Si aggiunga che su questo episodio si è consumata l’espulsione di Gregorio De Falco, e il deferimento ai probi viri di Paola Nugnes e Elena Fattori. Ogni parlamentare ha elettori e simpatizzanti; espellerlo fa perdere voti. L’alleanza con la Lega è un altro buco nero di voti: quanta gente avrà creduto di aver votato un partito progressista e sarà rimasta delusa di ritrovarsi al governo con un partito reazionario?

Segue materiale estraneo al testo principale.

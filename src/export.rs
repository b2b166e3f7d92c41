//! Plain-data export of a computed conic: a JSON record of the equation and
//! parameters, and a CSV dump of the sampled points.
//!
//! No clock or file access happens here; the caller supplies the timestamp
//! and decides where the rendered text goes.

use serde::{Deserialize, Serialize};

use crate::error::{ExportError, Result};
use crate::geometry::{ConicType, ParameterSet};
use crate::math::Point2;
use crate::sampling::CurveSample;

/// A serializable sampled point.
#[derive(Debug, Clone, Copy, PartialEq, Serialize, Deserialize)]
pub struct DataPoint {
    pub x: f64,
    pub y: f64,
}

impl From<Point2> for DataPoint {
    fn from(p: Point2) -> Self {
        Self { x: p.x, y: p.y }
    }
}

impl From<&Point2> for DataPoint {
    fn from(p: &Point2) -> Self {
        Self { x: p.x, y: p.y }
    }
}

/// Parameters as exported: only the fields meaningful for the conic type.
#[derive(Debug, Clone, Copy, PartialEq, Serialize, Deserialize)]
#[serde(untagged)]
pub enum ExportParameters {
    /// Ellipse and hyperbola.
    Biaxial { a: f64, b: f64, h: f64, k: f64 },
    /// Parabola and circle.
    Single { a: f64, h: f64, k: f64 },
}

impl ExportParameters {
    /// Selects the fields of `params` that apply to `conic_type`.
    #[must_use]
    pub fn new(conic_type: ConicType, params: &ParameterSet) -> Self {
        let ParameterSet { a, b, h, k } = *params;
        if conic_type.uses_b() {
            ExportParameters::Biaxial { a, b, h, k }
        } else {
            ExportParameters::Single { a, h, k }
        }
    }
}

/// Exported snapshot of one conic.
#[derive(Debug, Clone, PartialEq, Serialize, Deserialize)]
pub struct ExportData {
    #[serde(rename = "type")]
    pub conic_type: ConicType,
    pub equation: String,
    pub parameters: ExportParameters,
    pub timestamp: String,
}

impl ExportData {
    /// Creates an export record.
    #[must_use]
    pub fn new(
        conic_type: ConicType,
        equation: impl Into<String>,
        params: &ParameterSet,
        timestamp: impl Into<String>,
    ) -> Self {
        Self {
            conic_type,
            equation: equation.into(),
            parameters: ExportParameters::new(conic_type, params),
            timestamp: timestamp.into(),
        }
    }

    /// Renders the record as JSON indented by two spaces.
    ///
    /// # Errors
    ///
    /// Returns [`ExportError::Serialize`] if serialization fails.
    pub fn to_json(&self) -> Result<String> {
        Ok(serde_json::to_string_pretty(self).map_err(ExportError::from)?)
    }

    /// Parses a record previously produced by [`ExportData::to_json`].
    ///
    /// # Errors
    ///
    /// Returns [`ExportError::Serialize`] if the text is not a valid record.
    pub fn from_json(text: &str) -> Result<Self> {
        Ok(serde_json::from_str(text).map_err(ExportError::from)?)
    }
}

/// Converts a sample to serializable points, branch by branch.
#[must_use]
pub fn data_points(sample: &CurveSample) -> Vec<DataPoint> {
    sample.points().map(DataPoint::from).collect()
}

/// Renders a sample as CSV with an `x,y` header.
#[must_use]
pub fn points_to_csv(sample: &CurveSample) -> String {
    let mut csv = String::from("x,y\n");
    for p in sample.points() {
        csv.push_str(&format!("{},{}\n", p.x, p.y));
    }
    csv
}

#[cfg(test)]
#[allow(clippy::unwrap_used)]
mod tests {
    use super::*;
    use crate::operations::compute_conic;

    #[test]
    fn parabola_export_omits_b() {
        let params = ParameterSet::new(2.0, 9.0, 3.0, -1.0);
        let data = ExportData::new(ConicType::Parabola, "y = 2(x - 3)² - 1", &params, "2024-01-01T00:00:00Z");
        let json: serde_json::Value = serde_json::from_str(&data.to_json().unwrap()).unwrap();
        assert_eq!(json["type"], "parabola");
        assert_eq!(json["equation"], "y = 2(x - 3)² - 1");
        assert_eq!(json["parameters"]["a"], 2.0);
        assert!(json["parameters"].get("b").is_none());
        assert_eq!(json["timestamp"], "2024-01-01T00:00:00Z");
    }

    #[test]
    fn ellipse_export_keeps_b() {
        let params = ParameterSet::new(3.0, 2.0, 1.0, 0.0);
        let data = ExportData::new(ConicType::Ellipse, "", &params, "t");
        let json: serde_json::Value = serde_json::to_value(&data).unwrap();
        assert_eq!(json["parameters"]["b"], 2.0);
    }

    #[test]
    fn json_is_two_space_indented() {
        let data = ExportData::new(ConicType::Circle, "(x)² + (y)² = 1²", &ParameterSet::default(), "t");
        let text = data.to_json().unwrap();
        assert!(text.contains("\n  \"type\": \"circle\""));
    }

    #[test]
    fn json_reads_back() {
        let data = ExportData::new(ConicType::Hyperbola, "eq", &ParameterSet::new(3.0, 4.0, 0.0, 2.0), "t");
        let back = ExportData::from_json(&data.to_json().unwrap()).unwrap();
        assert_eq!(back, data);
    }

    #[test]
    fn malformed_json_is_an_export_error() {
        let err = ExportData::from_json("{not json").unwrap_err();
        assert!(matches!(err, crate::error::ConicError::Export(_)));
    }

    #[test]
    fn csv_lists_every_point() {
        let out = compute_conic(ConicType::Hyperbola, &ParameterSet::new(1.0, 1.0, 0.0, 0.0)).unwrap();
        let csv = points_to_csv(&out.points);
        let mut lines = csv.lines();
        assert_eq!(lines.next(), Some("x,y"));
        assert_eq!(lines.count(), out.points.len());
        assert_eq!(data_points(&out.points).len(), out.points.len());
    }

    #[test]
    fn csv_of_empty_sample_is_header_only() {
        assert_eq!(points_to_csv(&CurveSample::default()), "x,y\n");
    }

    #[test]
    fn csv_formats_plain_numbers() {
        let sample = CurveSample::single(vec![Point2::new(1.0, -2.5)], false);
        assert_eq!(points_to_csv(&sample), "x,y\n1,-2.5\n");
    }
}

In breve, se la gente vota un partito che dall’opposizione promette o fa credere cose (freeVax, noTap, noIlva), che poi si rivelano irrealizzabili; oppure vantaggi che poi si rivelano essere svantaggi, per cui diventa d’oro una pensione di 2000 euro; oppure lotta contro la casta per poi diventare casta: in tutti questi casi la delusione è certa. Ci sono rimedi? Il problema non sta in ciò che è successo nell’ultimo anno ma in ciò che è stato detto nei dieci anni precedenti. Il 33% del 2018 era stato ottenuto così e il calo era prevedibile.